Python List Comprehensions by Example

List comprehension is a beautiful way to simplify code. According to the python documentation, "list comprehensions provide a concise way to create lists." In this guide, I'll walk through a few examples of how you can use list comprehensions be more expressive and simplify your code.

1

If you wanted to create a list of squares for the numbers between 1 and 10 you could do the following:

squares = []
for x in range(10):
   squares.append(x**2)

This is an easy example, but there is a much more concise way to write this using list comprehensions.

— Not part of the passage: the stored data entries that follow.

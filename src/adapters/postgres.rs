use async_trait::async_trait;
use sqlx::postgres::{PgPool, PgPoolOptions, PgRow};
use sqlx::Row;
use tracing::{debug, info, instrument};
use uuid::Uuid;

use crate::domain::{Balance, Order, OrderStatus, User, Withdrawal};
use crate::error::{Result, TallyError};
use crate::storage::{RegisterOutcome, Store};

const UNIQUE_VIOLATION: &str = "23505";

/// PostgreSQL storage adapter
#[derive(Clone)]
pub struct PostgresStore {
    pool: PgPool,
}

impl PostgresStore {
    /// Create a new PostgreSQL store
    pub async fn new(database_url: &str, max_connections: u32) -> Result<Self> {
        let pool = PgPoolOptions::new()
            .max_connections(max_connections)
            .connect(database_url)
            .await?;

        info!("Connected to PostgreSQL");
        Ok(Self { pool })
    }

    /// Create a PostgreSQL store from an existing connection pool
    pub fn from_pool(pool: PgPool) -> Self {
        Self { pool }
    }

    /// Run migrations
    pub async fn migrate(&self) -> Result<()> {
        sqlx::migrate!("./migrations").run(&self.pool).await?;
        info!("Database migrations completed");
        Ok(())
    }

    /// Get the connection pool
    pub fn pool(&self) -> &PgPool {
        &self.pool
    }

    fn order_from_row(row: &PgRow) -> Result<Order> {
        let status: String = row.get("status");
        Ok(Order {
            number: row.get("number"),
            uid: row.get("uid"),
            amount: row.get("amount"),
            status: OrderStatus::try_from(status.as_str()).map_err(TallyError::Internal)?,
            uploaded_at: row.get("uploaded_at"),
            processed_at: row.get("processed_at"),
        })
    }

    fn is_unique_violation(err: &sqlx::Error) -> bool {
        matches!(
            err,
            sqlx::Error::Database(db) if db.code().as_deref() == Some(UNIQUE_VIOLATION)
        )
    }
}

#[async_trait]
impl Store for PostgresStore {
    async fn create_user(&self, login: &str, password_hash: &str) -> Result<User> {
        let uid = Uuid::new_v4();
        let result = sqlx::query(
            r#"
            INSERT INTO users (uid, login, password_hash)
            VALUES ($1, $2, $3)
            "#,
        )
        .bind(uid)
        .bind(login)
        .bind(password_hash)
        .execute(&self.pool)
        .await;

        match result {
            Ok(_) => Ok(User {
                uid,
                login: login.to_string(),
                password_hash: password_hash.to_string(),
            }),
            Err(e) if Self::is_unique_violation(&e) => {
                Err(TallyError::LoginTaken(login.to_string()))
            }
            Err(e) => Err(e.into()),
        }
    }

    async fn user_by_login(&self, login: &str) -> Result<Option<User>> {
        let row = sqlx::query(
            r#"
            SELECT uid, login, password_hash FROM users WHERE login = $1
            "#,
        )
        .bind(login)
        .fetch_optional(&self.pool)
        .await?;

        Ok(row.map(|r| User {
            uid: r.get("uid"),
            login: r.get("login"),
            password_hash: r.get("password_hash"),
        }))
    }

    #[instrument(skip(self))]
    async fn register_order(&self, uid: Uuid, number: &str) -> Result<RegisterOutcome> {
        // First claim wins on the primary key; racing inserts serialize in
        // the database, not in application state.
        let inserted = sqlx::query(
            r#"
            INSERT INTO orders (number, uid, status)
            VALUES ($1, $2, 'NEW')
            ON CONFLICT (number) DO NOTHING
            "#,
        )
        .bind(number)
        .bind(uid)
        .execute(&self.pool)
        .await?
        .rows_affected();

        let row = sqlx::query(
            r#"
            SELECT number, uid, amount, status, uploaded_at, processed_at
            FROM orders WHERE number = $1
            "#,
        )
        .bind(number)
        .fetch_one(&self.pool)
        .await?;

        let order = Self::order_from_row(&row)?;

        if inserted > 0 {
            debug!("Order {} registered", number);
            return Ok(RegisterOutcome::Created(order));
        }
        if order.uid == uid {
            return Ok(RegisterOutcome::AlreadyOwned(order));
        }
        Err(TallyError::OrderConflict {
            number: number.to_string(),
        })
    }

    async fn order(&self, number: &str) -> Result<Option<Order>> {
        let row = sqlx::query(
            r#"
            SELECT number, uid, amount, status, uploaded_at, processed_at
            FROM orders WHERE number = $1
            "#,
        )
        .bind(number)
        .fetch_optional(&self.pool)
        .await?;

        row.map(|r| Self::order_from_row(&r)).transpose()
    }

    async fn orders_by_status(&self, status: OrderStatus) -> Result<Vec<Order>> {
        let rows = sqlx::query(
            r#"
            SELECT number, uid, amount, status, uploaded_at, processed_at
            FROM orders WHERE status = $1
            ORDER BY uploaded_at ASC
            "#,
        )
        .bind(status.as_str())
        .fetch_all(&self.pool)
        .await?;

        rows.iter().map(Self::order_from_row).collect()
    }

    async fn orders_for_user(&self, uid: Uuid) -> Result<Vec<Order>> {
        let rows = sqlx::query(
            r#"
            SELECT number, uid, amount, status, uploaded_at, processed_at
            FROM orders WHERE uid = $1
            ORDER BY uploaded_at ASC
            "#,
        )
        .bind(uid)
        .fetch_all(&self.pool)
        .await?;

        rows.iter().map(Self::order_from_row).collect()
    }

    async fn mark_processing(&self, number: &str) -> Result<bool> {
        let updated = sqlx::query(
            r#"
            UPDATE orders SET status = 'PROCESSING'
            WHERE number = $1 AND status = 'NEW'
            "#,
        )
        .bind(number)
        .execute(&self.pool)
        .await?
        .rows_affected();

        Ok(updated > 0)
    }

    async fn mark_invalid(&self, number: &str) -> Result<bool> {
        let updated = sqlx::query(
            r#"
            UPDATE orders SET status = 'INVALID', processed_at = NOW()
            WHERE number = $1 AND status IN ('NEW', 'PROCESSING')
            "#,
        )
        .bind(number)
        .execute(&self.pool)
        .await?
        .rows_affected();

        Ok(updated > 0)
    }

    #[instrument(skip(self))]
    async fn credit(&self, number: &str, amount: i64) -> Result<bool> {
        let mut tx = self.pool.begin().await?;

        // Guarded terminal write: applies at most once, however many times
        // the pipeline redelivers the result.
        let row = sqlx::query(
            r#"
            UPDATE orders SET status = 'PROCESSED', amount = $2, processed_at = NOW()
            WHERE number = $1 AND status <> 'PROCESSED'
            RETURNING uid
            "#,
        )
        .bind(number)
        .bind(amount)
        .fetch_optional(&mut *tx)
        .await?;

        let Some(row) = row else {
            tx.rollback().await?;
            if self.order(number).await?.is_none() {
                return Err(TallyError::NotFound(format!("order {}", number)));
            }
            debug!("Order {} already credited, skipping", number);
            return Ok(false);
        };

        let uid: Uuid = row.get("uid");
        sqlx::query(
            r#"
            INSERT INTO balances (uid, current, withdrawn)
            VALUES ($1, $2, 0)
            ON CONFLICT (uid) DO UPDATE SET current = balances.current + EXCLUDED.current
            "#,
        )
        .bind(uid)
        .bind(amount)
        .execute(&mut *tx)
        .await?;

        tx.commit().await?;
        info!("Credited {} minor units for order {}", amount, number);
        Ok(true)
    }

    #[instrument(skip(self))]
    async fn debit(&self, uid: Uuid, number: &str, amount: i64) -> Result<Withdrawal> {
        let mut tx = self.pool.begin().await?;

        // Single guarded update, no read-modify-write split; the row lock
        // serializes concurrent debits on the same balance.
        let updated = sqlx::query(
            r#"
            UPDATE balances SET current = current - $2, withdrawn = withdrawn + $2
            WHERE uid = $1 AND current >= $2
            "#,
        )
        .bind(uid)
        .bind(amount)
        .execute(&mut *tx)
        .await?
        .rows_affected();

        if updated == 0 {
            tx.rollback().await?;
            let available = self.balance(uid).await?.current;
            return Err(TallyError::InsufficientFunds {
                requested: amount,
                available,
            });
        }

        let inserted = sqlx::query(
            r#"
            INSERT INTO withdrawals (number, uid, amount)
            VALUES ($1, $2, $3)
            RETURNING processed_at
            "#,
        )
        .bind(number)
        .bind(uid)
        .bind(amount)
        .fetch_one(&mut *tx)
        .await;

        let processed_at = match inserted {
            Ok(row) => row.get("processed_at"),
            Err(e) if Self::is_unique_violation(&e) => {
                tx.rollback().await?;
                return Err(TallyError::DuplicateWithdrawal {
                    number: number.to_string(),
                });
            }
            Err(e) => {
                tx.rollback().await?;
                return Err(e.into());
            }
        };

        tx.commit().await?;
        info!("Withdrew {} minor units as {}", amount, number);
        Ok(Withdrawal {
            number: number.to_string(),
            uid,
            amount,
            processed_at,
        })
    }

    async fn balance(&self, uid: Uuid) -> Result<Balance> {
        let row = sqlx::query(
            r#"
            SELECT current, withdrawn FROM balances WHERE uid = $1
            "#,
        )
        .bind(uid)
        .fetch_optional(&self.pool)
        .await?;

        Ok(row
            .map(|r| Balance {
                current: r.get("current"),
                withdrawn: r.get("withdrawn"),
            })
            .unwrap_or_default())
    }

    async fn withdrawals_for_user(&self, uid: Uuid) -> Result<Vec<Withdrawal>> {
        let rows = sqlx::query(
            r#"
            SELECT number, uid, amount, processed_at
            FROM withdrawals WHERE uid = $1
            ORDER BY processed_at ASC
            "#,
        )
        .bind(uid)
        .fetch_all(&self.pool)
        .await?;

        Ok(rows
            .iter()
            .map(|r| Withdrawal {
                number: r.get("number"),
                uid: r.get("uid"),
                amount: r.get("amount"),
                processed_at: r.get("processed_at"),
            })
            .collect())
    }
}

squares = [x**2 for x in range(10)]

The basic list comprehension is composed of square brackets surrounding an expression followed by a for statement. List comprehensions always return a list.

2

Normally you might try:

numbers = []
for x in range(100):
    if x % 3 == 0:
        numbers.append(x)

You can include an if statement in the list comprehension to conditionally include items. To create a list of numbers between 0 and 100 that are divisible by three, here is a way using a list comprehension:

numbers = [x for x in range(100) if x % 3 == 0]
3

It would take quite a few lines of code to accomplish this normally.

noprimes = []
for i in range(2, 8):
    for j in range(i*2, 50, i):
        noprimes.append(j)
primes = []
for x in range(2, 50):
    if x not in noprimes:
        primes.append(x)

However, you can simplify this by using two list comprehensions.

noprimes = [j for i in range(2, 8) for j in range(i*2, 50, i)]
primes = [x for x in range(2, 50) if x not in noprimes]

The first line uses multiple for loops within one list comprehension. The first for loop is the outer loop, and the second for loop is the inner loop. To find primes, we are first finding a list of non prime numbers. This list is generated by finding multiples of numbers 2-7. Then we loop through a range of numbers and check to see if each number is in the list of non primes.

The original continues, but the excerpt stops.